Don’t ever give up in fight for a cure
Published 12:00 am Thursday, May 16, 2002
Around your office, somewhere in Selma, a co-worker has asked you to chip in this year. And somewhere, in a hospital across town, a friend or relative has been diagnosed with cancer.
This weekend, the office staff and the relative will join forces in the annual Relay-for-Life. This weekend, Selma should get involved in fighting one of the most deadly, and incurable, diseases we have in this nation.
Each year, companies around Selma gather to walk around a track for an entire night. The walk, symbolic of the long journey we have faced in fighting cancer, will mean very little on a world-wide scale. It’s most likely that the funds raised from our small event will make a dent in the billion-dollar industry researching a cure for cancer. But then again, will the dent really be that small?

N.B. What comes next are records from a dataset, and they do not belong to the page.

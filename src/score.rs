//! Ownership-relative scoring over the settled grid.
//!
//! Scores are derived fresh on every request: the grid is the only
//! source of truth. A complete block in one player's hands earns a flat
//! bonus on top of the per-cell count; three cells out of four earn
//! nothing extra.

use serde::{Deserialize, Serialize};

use crate::core::PlayerId;
use crate::grid::{CellState, Grid, BLOCK_CELLS};

/// Bonus for owning every cell of a block.
pub const BLOCK_BONUS: u32 = 4;

/// One player's standing, recomputed from grid state on request.
#[derive(Clone, Copy, Debug, PartialEq, Eq, Serialize, Deserialize)]
pub struct PlayerScore {
    pub player: PlayerId,
    /// Cells held in any owned state (allocated or fortified).
    pub owned_cells: u32,
    /// Held cells that are fortified.
    pub fortified_cells: u32,
    /// Blocks held in full.
    pub owned_blocks: u32,
    /// `owned_cells` plus [`BLOCK_BONUS`] per complete block.
    pub total: u32,
}

impl PlayerScore {
    /// Derive a player's score from the current grid.
    #[must_use]
    pub fn compute(player: PlayerId, grid: &Grid) -> Self {
        let mut owned_cells = 0;
        let mut fortified_cells = 0;
        let mut owned_blocks = 0;

        for block in grid.blocks() {
            let mut held: u32 = 0;
            for cell in block {
                if cell.owner() != Some(player) {
                    continue;
                }
                match cell.state() {
                    CellState::Allocated => held += 1,
                    CellState::Fortified => {
                        held += 1;
                        fortified_cells += 1;
                    }
                    // A corrupt cell keeps its owner but scores nothing.
                    _ => {}
                }
            }
            owned_cells += held;
            if block.len() == BLOCK_CELLS && held == BLOCK_CELLS as u32 {
                owned_blocks += 1;
            }
        }

        Self {
            player,
            owned_cells,
            fortified_cells,
            owned_blocks,
            total: owned_cells + BLOCK_BONUS * owned_blocks,
        }
    }
}
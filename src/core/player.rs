//! Player identity, registration and per-player storage.
//!
//! ## PlayerId
//!
//! Opaque handle returned by registration. Indices are 0-based and
//! stable for the lifetime of the game.
//!
//! ## Roster
//!
//! Registration-order list of display names. Registration closes when
//! the game starts; players are never removed.
//!
//! ## PlayerMap
//!
//! Per-player data storage backed by `Vec` for O(1) access, indexable
//! by `PlayerId`.

use serde::{Deserialize, Serialize};
use std::ops::{Index, IndexMut};

/// Player identifier supporting up to 255 players.
///
/// Player indices are 0-based: the first registered player is
/// `PlayerId(0)`.
#[derive(Clone, Copy, Debug, PartialEq, Eq, Hash, Serialize, Deserialize)]
pub struct PlayerId(pub u8);

impl PlayerId {
    /// Create a new player ID.
    #[must_use]
    pub const fn new(id: u8) -> Self {
        Self(id)
    }

    /// Get the raw player index (0-based).
    #[must_use]
    pub const fn index(self) -> usize {
        self.0 as usize
    }

    /// Iterate over all player IDs for a game with `player_count` players.
    pub fn all(player_count: usize) -> impl Iterator<Item = PlayerId> {
        (0..player_count as u8).map(PlayerId)
    }
}

impl std::fmt::Display for PlayerId {
    fn fmt(&self, f: &mut std::fmt::Formatter<'_>) -> std::fmt::Result {
        write!(f, "Player {}", self.0)
    }
}

/// The registered players, in registration order.
#[derive(Clone, Debug, Default, PartialEq, Eq, Serialize, Deserialize)]
pub struct Roster {
    names: Vec<String>,
}

impl Roster {
    /// Create an empty roster.
    #[must_use]
    pub fn new() -> Self {
        Self::default()
    }

    /// Register a player, returning their handle. `None` once the
    /// roster is full (255 players).
    pub fn register(&mut self, name: impl Into<String>) -> Option<PlayerId> {
        if self.names.len() >= 255 {
            return None;
        }
        let id = PlayerId(self.names.len() as u8);
        self.names.push(name.into());
        Some(id)
    }

    /// Number of registered players.
    #[must_use]
    pub fn len(&self) -> usize {
        self.names.len()
    }

    /// Whether no player has registered.
    #[must_use]
    pub fn is_empty(&self) -> bool {
        self.names.is_empty()
    }

    /// Whether this handle belongs to a registered player.
    #[must_use]
    pub fn contains(&self, player: PlayerId) -> bool {
        player.index() < self.names.len()
    }

    /// Display name of a registered player.
    #[must_use]
    pub fn name(&self, player: PlayerId) -> Option<&str> {
        self.names.get(player.index()).map(String::as_str)
    }

    /// Iterate over all registered player IDs.
    pub fn ids(&self) -> impl Iterator<Item = PlayerId> {
        PlayerId::all(self.names.len())
    }

    /// Iterate over (PlayerId, name) pairs.
    pub fn iter(&self) -> impl Iterator<Item = (PlayerId, &str)> {
        self.names
            .iter()
            .enumerate()
            .map(|(i, name)| (PlayerId(i as u8), name.as_str()))
    }
}

/// Per-player data storage with O(1) access.
///
/// Backed by a `Vec<T>` with one entry per player. May be empty before
/// any player registers.
#[derive(Clone, Debug, PartialEq, Eq, Serialize, Deserialize)]
pub struct PlayerMap<T> {
    data: Vec<T>,
}

impl<T> PlayerMap<T> {
    /// Create a new PlayerMap with values from a factory function.
    pub fn new(player_count: usize, factory: impl Fn(PlayerId) -> T) -> Self {
        let data = (0..player_count as u8).map(|i| factory(PlayerId(i))).collect();
        Self { data }
    }

    /// Create a new PlayerMap with all entries set to the same value.
    pub fn with_value(player_count: usize, value: T) -> Self
    where
        T: Clone,
    {
        Self::new(player_count, |_| value.clone())
    }

    /// Get the number of players.
    #[must_use]
    pub fn player_count(&self) -> usize {
        self.data.len()
    }

    /// Get a reference to a player's data.
    #[must_use]
    pub fn get(&self, player: PlayerId) -> &T {
        &self.data[player.index()]
    }

    /// Get a mutable reference to a player's data.
    pub fn get_mut(&mut self, player: PlayerId) -> &mut T {
        &mut self.data[player.index()]
    }

    /// Iterate over (PlayerId, &mut T) pairs.
    pub fn iter_mut(&mut self) -> impl Iterator<Item = (PlayerId, &mut T)> {
        self.data
            .iter_mut()
            .enumerate()
            .map(|(i, v)| (PlayerId(i as u8), v))
    }
}

impl<T> Index<PlayerId> for PlayerMap<T> {
    type Output = T;

    fn index(&self, player: PlayerId) -> &Self::Output {
        self.get(player)
    }
}

impl<T> IndexMut<PlayerId> for PlayerMap<T> {
    fn index_mut(&mut self, player: PlayerId) -> &mut Self::Output {
        self.get_mut(player)
    }
}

It’s a lot like an election. When a million people vote in a presidential election, one vote matters little. But what if the attitude of one person who chose not to vote seeped out into the community? What if a whole block chose not to vote? What if a whole county chose not to vote?
The comparison can easily be made to cancer research. Sure, Selma could skip its Relay-for-Life this year. So could Perry County, and Chilton County, and Shelby County and Tuscaloosa County. But what if that attitude seeped across the state? What if it seeped across the nation?
We in Selma have learned — the hard way — that keeping a positive attitude about everything can make the difference between success and failure. The people at the American Cancer Society have learned that lesson in a way much harder than we.
Each day, that organization watches benefactors die. They watch patients in hospitals crumble in pain. Yet that organization, so important to the welfare of our nation, continues its tiring work for funding a cure to cancer.
No, you may have never had a bout with cancer. It may be that no one in your family has, either. But if it hasn’t happened yet, statistics prove cancer will bite one day.
As a community, we should support the American Cancer Society and the Relay-for-Life.